⁵ Wenzhou Medical University, Wenzhou, China.
⁶ Institution of Hematology Research, The First Affiliated Hospital of Zhejiang Chinese Medical University, Hangzhou, China.

Abstract

Colon cancer, the third most frequent occurred cancer, has high mortality and extremely poor prognosis. Ginsenoside, the active components of traditional Chinese herbal medicine Panax ginseng, exerts antitumor effect in various cancers, including colon cancer. However, the detailed molecular mechanism of Ginsenoside in the tumor suppression have not been fully elucidated. Here, we chose the representative ginsenoside Rg3 and reported for the first time that Rg3 induces mitophagy in human colon cancer cells, which is responsible for its anticancer effect. Rg3 treatment leads to mitochondria damage and the formation of mitophagosome; when autophagy is inhibited, the clearance of damaged mitochondria can be reversed. Next, our results showed that Rg3 treatment activates the PINK1-Parkin signaling pathway and recruits Parkin and ubiquitin proteins to mitochondria to induce mitophagy. GO analysis of Parkin targets showed that Parkin interacts with a large number of mitochondrial proteins and regulates the molecular function of mitochondria. The cellular energy metabolism enzyme GAPDH is validated as a novel substrate of Parkin, which is ubiquitinated by Parkin. Moreover, GAPDH participates in the Rg3-induced mitophagy and regulates the translocation of Parkin to mitochondria. Functionally, Rg3 exerts the inhibitory effect through regulating the nonglycolytic activity of GAPDH, which could be associated with the cellular oxidative stress. Thus, our results revealed GAPDH ubiquitination by Parkin as a crucial mechanism for mitophagy induction that contributes to the tumor-suppressive function of ginsenoside, which could be a novel treatment strategy for colon cancer.

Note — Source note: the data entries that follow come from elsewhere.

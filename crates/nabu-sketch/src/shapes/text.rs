use nabu_engine::scene::{Material, NodeHandle, NodeKind, TextLabel, TextSizing};

use crate::ctx::Ctx;
use crate::theme::ThemeRole;

use super::{impl_shape, node_of, Colorable};

/// Text size in pixels at the zoom the label was created with.
pub const TEXT_SIZE_PX: f32 = 16.0;

/// A text label anchored at its node position.
///
/// World labels (`Ctx::text`) scale with zoom like any geometry; billboards
/// (`Ctx::text_billboard`) keep a constant pixel size.
pub struct Text {
    node: NodeHandle,
}

impl Text {
    /// Size in world units for world labels, pixels for billboards.
    pub fn size(self, size: f32) -> Self {
        self.with_label(|l| l.size = size.max(0.0));
        self
    }

    pub fn content(self, text: impl Into<String>) -> Self {
        let text = text.into();
        self.with_label(|l| l.text = text);
        self
    }

    pub fn sizing(&self) -> TextSizing {
        match &self.node.borrow().kind {
            NodeKind::Text(l) => l.sizing,
            _ => TextSizing::World,
        }
    }

    fn with_label(&self, f: impl FnOnce(&mut TextLabel)) {
        if let NodeKind::Text(label) = &mut self.node.borrow_mut().kind {
            f(label);
        }
    }
}

impl_shape!(Text);

impl Colorable for Text {}

impl Ctx {
    pub fn text(&mut self, text: impl Into<String>) -> Text {
        let size = TEXT_SIZE_PX / self.zoom();
        self.label(TextLabel::new(text, size, TextSizing::World))
    }

    pub fn text_billboard(&mut self, text: impl Into<String>) -> Text {
        self.label(TextLabel::new(text, TEXT_SIZE_PX, TextSizing::Screen))
    }

    fn label(&mut self, label: TextLabel) -> Text {
        self.ensure_font();
        let node = node_of(NodeKind::Text(label), Material::basic(self.color(ThemeRole::Foreground)));
        self.spawn(&node);
        Text { node }
    }
}

#[cfg(test)]
mod tests {
    use nabu_engine::coords::Viewport;

    use super::*;
    use crate::shapes::Shape;
    use crate::theme::Theme;

    fn label(text: &Text) -> TextLabel {
        match &text.node().borrow().kind {
            NodeKind::Text(l) => l.clone(),
            other => panic!("not text: {other:?}"),
        }
    }

    // ── sizing ────────────────────────────────────────────────────────────

    #[test]
    fn world_text_is_sized_for_current_zoom() {
        let mut ctx = Ctx::new(Viewport::new(800.0, 600.0), Theme::Dark);
        ctx.set_zoom(2.0).unwrap();
        let t = ctx.text("hi");
        assert_eq!(t.sizing(), TextSizing::World);
        assert_eq!(label(&t).size, TEXT_SIZE_PX / 2.0);
    }

    #[test]
    fn billboard_ignores_zoom() {
        let mut ctx = Ctx::new(Viewport::new(800.0, 600.0), Theme::Dark);
        ctx.set_zoom(2.0).unwrap();
        let t = ctx.text_billboard("hi").size(20.0).content("yo");
        let l = label(&t);
        assert_eq!(l.sizing, TextSizing::Screen);
        assert_eq!(l.size, 20.0);
        assert_eq!(l.text, "yo");
    }
}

Keywords: BNIP3, BCL2 interacting protein 3; COX Ⅳ, cytochrome c oxidase Ⅳ; GAPDH; GAPDH, glyceraldehyde-3-phosphate dehydrogenase; GSH, glutathione; Gensinoside; HSP60, heat shock protein 60 KDa; LC3, microtubule-associated proteins 1A/1B light chain 3; MFN2, mitofusion 2; Mitophagy; PARK2, Parkin; PHGDH, phosphoglycerate dehydrogenase; PINK1, PTEN induced putative kinase 1; Parkin; ROS; SQSTM1, sequestosome 1; TIM23, translocase of the inner membrane 23; TOMM20, translocase of outer mitochondrial membrane 20; Ubiquitination; VDAC1, voltage-dependent anion-selective channel protein 1.